• [WORK TASK]: Copy the entries exactly, leaving out nothing.

• [DATA SHOWN]:
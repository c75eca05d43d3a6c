use std::fmt;
use std::path::PathBuf;

use chrono::Utc;
use gitpace_core::GitpaceConfig;
use gitpace_effort::{aggregate, build_timeline, estimate_effort, segment_sessions, SessionSummary};
use gitpace_history::gateway::HistoryQuery;
use gitpace_history::inventory::build_inventory;
use gitpace_history::parser::{mine_commits, MiningOptions};

use crate::document::{AnalysisDocument, Diagnostics, RunSettings};

/// Phase of an analysis run, reported to the progress callback on entry.
#[derive(Debug, Clone, Copy, PartialEq, Eq)]
pub enum Stage {
    MiningCommits,
    BuildingInventory,
    Aggregating,
    SegmentingSessions,
    Estimating,
}

impl fmt::Display for Stage {
    fn fmt(&self, f: &mut fmt::Formatter<'_>) -> fmt::Result {
        let label = match self {
            Stage::MiningCommits => "mining commits",
            Stage::BuildingInventory => "building file inventory",
            Stage::Aggregating => "aggregating statistics",
            Stage::SegmentingSessions => "segmenting work sessions",
            Stage::Estimating => "estimating effort",
        };
        f.write_str(label)
    }
}

/// One analysis of one repository.
///
/// Holds the history gateway, the snapshot root used for on-disk file
/// measurements, and the configuration. Every record produced belongs to the
/// returned [`AnalysisDocument`].
///
/// # Examples
///
/// ```
/// use gitpace_core::GitpaceConfig;
/// use gitpace_engine::AnalysisRun;
/// use gitpace_history::gateway::{QueryKind, ReplayGateway};
///
/// let gateway = ReplayGateway::new()
///     .with(QueryKind::CommitLog, None, "h1|alice|alice@example.com|1700000000|init\n")
///     .with(QueryKind::CommitSummary, Some("h1"), " 1 file changed, 40 insertions(+)\n");
/// let config = GitpaceConfig::default();
///
/// let document = AnalysisRun::new(&gateway, "/nonexistent", &config).execute();
/// assert_eq!(document.statistics.totals.commits, 1);
/// assert_eq!(document.sessions.len(), 1);
/// assert_eq!(document.estimate.actual.days, 0.5);
/// ```
pub struct AnalysisRun<'a> {
    gateway: &'a dyn HistoryQuery,
    root: PathBuf,
    config: &'a GitpaceConfig,
    progress: Option<&'a dyn Fn(Stage)>,
}

impl<'a> AnalysisRun<'a> {
    pub fn new(
        gateway: &'a dyn HistoryQuery,
        root: impl Into<PathBuf>,
        config: &'a GitpaceConfig,
    ) -> Self {
        Self {
            gateway,
            root: root.into(),
            config,
            progress: None,
        }
    }

    /// Report each [`Stage`] to `callback` as the run enters it.
    #[must_use]
    pub fn with_progress(mut self, callback: &'a dyn Fn(Stage)) -> Self {
        self.progress = Some(callback);
        self
    }

    fn report(&self, stage: Stage) {
        if let Some(callback) = self.progress {
            callback(stage);
        }
    }

    /// Run every stage and assemble the document.
    ///
    /// Never fails: query failures are collected into the document's
    /// diagnostics and an empty history yields zero-valued statistics.
    pub fn execute(self) -> AnalysisDocument {
        let options = MiningOptions::from_config(&self.config.history);

        self.report(Stage::MiningCommits);
        let mined = mine_commits(self.gateway, &options);

        self.report(Stage::BuildingInventory);
        let inventory = build_inventory(
            self.gateway,
            &self.root,
            &options,
            &self.config.estimation.file_hours,
        );

        self.report(Stage::Aggregating);
        let statistics = aggregate(&inventory.files, &mined.commits);
        let timeline = build_timeline(&mined.commits);

        self.report(Stage::SegmentingSessions);
        let sessions = segment_sessions(&mined.commits, self.config.sessions.idle_gap_secs);
        let session_summary = SessionSummary::from_sessions(&sessions);

        self.report(Stage::Estimating);
        let estimate = estimate_effort(&statistics, &sessions, &self.config.estimation);

        let mut failures = mined.failures;
        failures.extend(inventory.failures);

        AnalysisDocument {
            generated_at: Utc::now(),
            repository: self.root.display().to_string(),
            settings: RunSettings::from_config(self.config),
            statistics,
            estimate,
            sessions,
            session_summary,
            timeline,
            commits: mined.commits,
            files: inventory.files,
            diagnostics: Diagnostics::new(failures),
        }
    }
}
//! Git history mining: commit records, change statistics, and file inventory.
//!
//! History is read through the [`gateway::HistoryQuery`] trait, backed either
//! by libgit2 ([`libgit::Git2Gateway`]) or by the `git` CLI
//! ([`command::GitCliGateway`]). Query failures degrade to empty text and are
//! reported alongside the mined records instead of aborting the run.

pub mod command;
pub mod gateway;
pub mod inventory;
pub mod libgit;
pub mod parser;
mod pool;

#[cfg(test)]
mod test_support;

• [SOLVED PROBLEM]:
repository c75eca05d43d3a6c
use std::fmt;
use std::path::PathBuf;

use chrono::Utc;
use gitpace_core::GitpaceConfig;
use gitpace_effort::{aggregate, build_timeline, estimate_effort, segment_sessions, SessionSummary};
use gitpace_history::gateway::HistoryQuery;
use gitpace_history::inventory::build_inventory;
use gitpace_history::parser::{mine_commits, MiningOptions};

use crate::document::{AnalysisDocument, Diagnostics, RunSettings};

/// Phase of an analysis run, reported to the progress callback on entry.
#[derive(Debug, Clone, Copy, PartialEq, Eq)]
pub enum Stage {
    MiningCommits,
    BuildingInventory,
    Aggregating,
    SegmentingSessions,
    Estimating,
}

impl fmt::Display for Stage {
    fn fmt(&self, f: &mut fmt::Formatter<'_>) -> fmt::Result {
        let label = match self {
            Stage::MiningCommits => "mining commits",
            Stage::BuildingInventory => "building file inventory",
            Stage::Aggregating => "aggregating statistics",
            Stage::SegmentingSessions => "segmenting work sessions",
            Stage::Estimating => "estimating effort",
        };
        f.write_str(label)
    }
}

/// One analysis of one repository.
///
/// Holds the history gateway, the snapshot root used for on-disk file
/// measurements, and the configuration. Every record produced belongs to the
/// returned [`AnalysisDocument`].
///
/// # Examples
///
/// ```
/// use gitpace_core::GitpaceConfig;
/// use gitpace_engine::AnalysisRun;
/// use gitpace_history::gateway::{QueryKind, ReplayGateway};
///
/// let gateway = ReplayGateway::new()
///     .with(QueryKind::CommitLog, None, "h1|alice|alice@example.com|1700000000|init\n")
///     .with(QueryKind::CommitSummary, Some("h1"), " 1 file changed, 40 insertions(+)\n");
/// let config = GitpaceConfig::default();
///
/// let document = AnalysisRun::new(&gateway, "/nonexistent", &config).execute();
/// assert_eq!(document.statistics.totals.commits, 1);
/// assert_eq!(document.sessions.len(), 1);
/// assert_eq!(document.estimate.actual.days, 0.5);
/// ```
pub struct AnalysisRun<'a> {
    gateway: &'a dyn HistoryQuery,
    root: PathBuf,
    config: &'a GitpaceConfig,
    progress: Option<&'a dyn Fn(Stage)>,
}

impl<'a> AnalysisRun<'a> {
    pub fn new(
        gateway: &'a dyn HistoryQuery,
        root: impl Into<PathBuf>,
        config: &'a GitpaceConfig,
    ) -> Self {
        Self {
            gateway,
            root: root.into(),
            config,
            progress: None,
        }
    }

    /// Report each [`Stage`] to `callback` as the run enters it.
    #[must_use]
    pub fn with_progress(mut self, callback: &'a dyn Fn(Stage)) -> Self {
        self.progress = Some(callback);
        self
    }

    fn report(&self, stage: Stage) {
        if let Some(callback) = self.progress {
            callback(stage);
        }
    }

    /// Run every stage and assemble the document.
    ///
    /// Never fails: query failures are collected into the document's
    /// diagnostics and an empty history yields zero-valued statistics.
    pub fn execute(self) -> AnalysisDocument {
        let options = MiningOptions::from_config(&self.config.history);

        self.report(Stage::MiningCommits);
        let mined = mine_commits(self.gateway, &options);

        self.report(Stage::BuildingInventory);
        let inventory = build_inventory(
            self.gateway,
            &self.root,
            &options,
            &self.config.estimation.file_hours,
        );

        self.report(Stage::Aggregating);
        let statistics = aggregate(&inventory.files, &mined.commits);
        let timeline = build_timeline(&mined.commits);

        self.report(Stage::SegmentingSessions);
        let sessions = segment_sessions(&mined.commits, self.config.sessions.idle_gap_secs);
        let session_summary = SessionSummary::from_sessions(&sessions);

        self.report(Stage::Estimating);
        let estimate = estimate_effort(&statistics, &sessions, &self.config.estimation);

        let mut failures = mined.failures;
        failures.extend(inventory.failures);

        AnalysisDocument {
            generated_at: Utc::now(),
            repository: self.root.display().to_string(),
            settings: RunSettings::from_config(self.config),
            statistics,
            estimate,
            sessions,
            session_summary,
            timeline,
            commits: mined.commits,
            files: inventory.files,
            diagnostics: Diagnostics::new(failures),
        }
    }
}
//! Git history mining: commit records, change statistics, and file inventory.
//!
//! History is read through the [`gateway::HistoryQuery`] trait, backed either
//! by libgit2 ([`libgit::Git2Gateway`]) or by the `git` CLI
//! ([`command::GitCliGateway`]). Query failures degrade to empty text and are
//! reported alongside the mined records instead of aborting the run.

pub mod command;
pub mod gateway;
pub mod inventory;
pub mod libgit;
pub mod parser;
mod pool;

#[cfg(test)]
mod test_support;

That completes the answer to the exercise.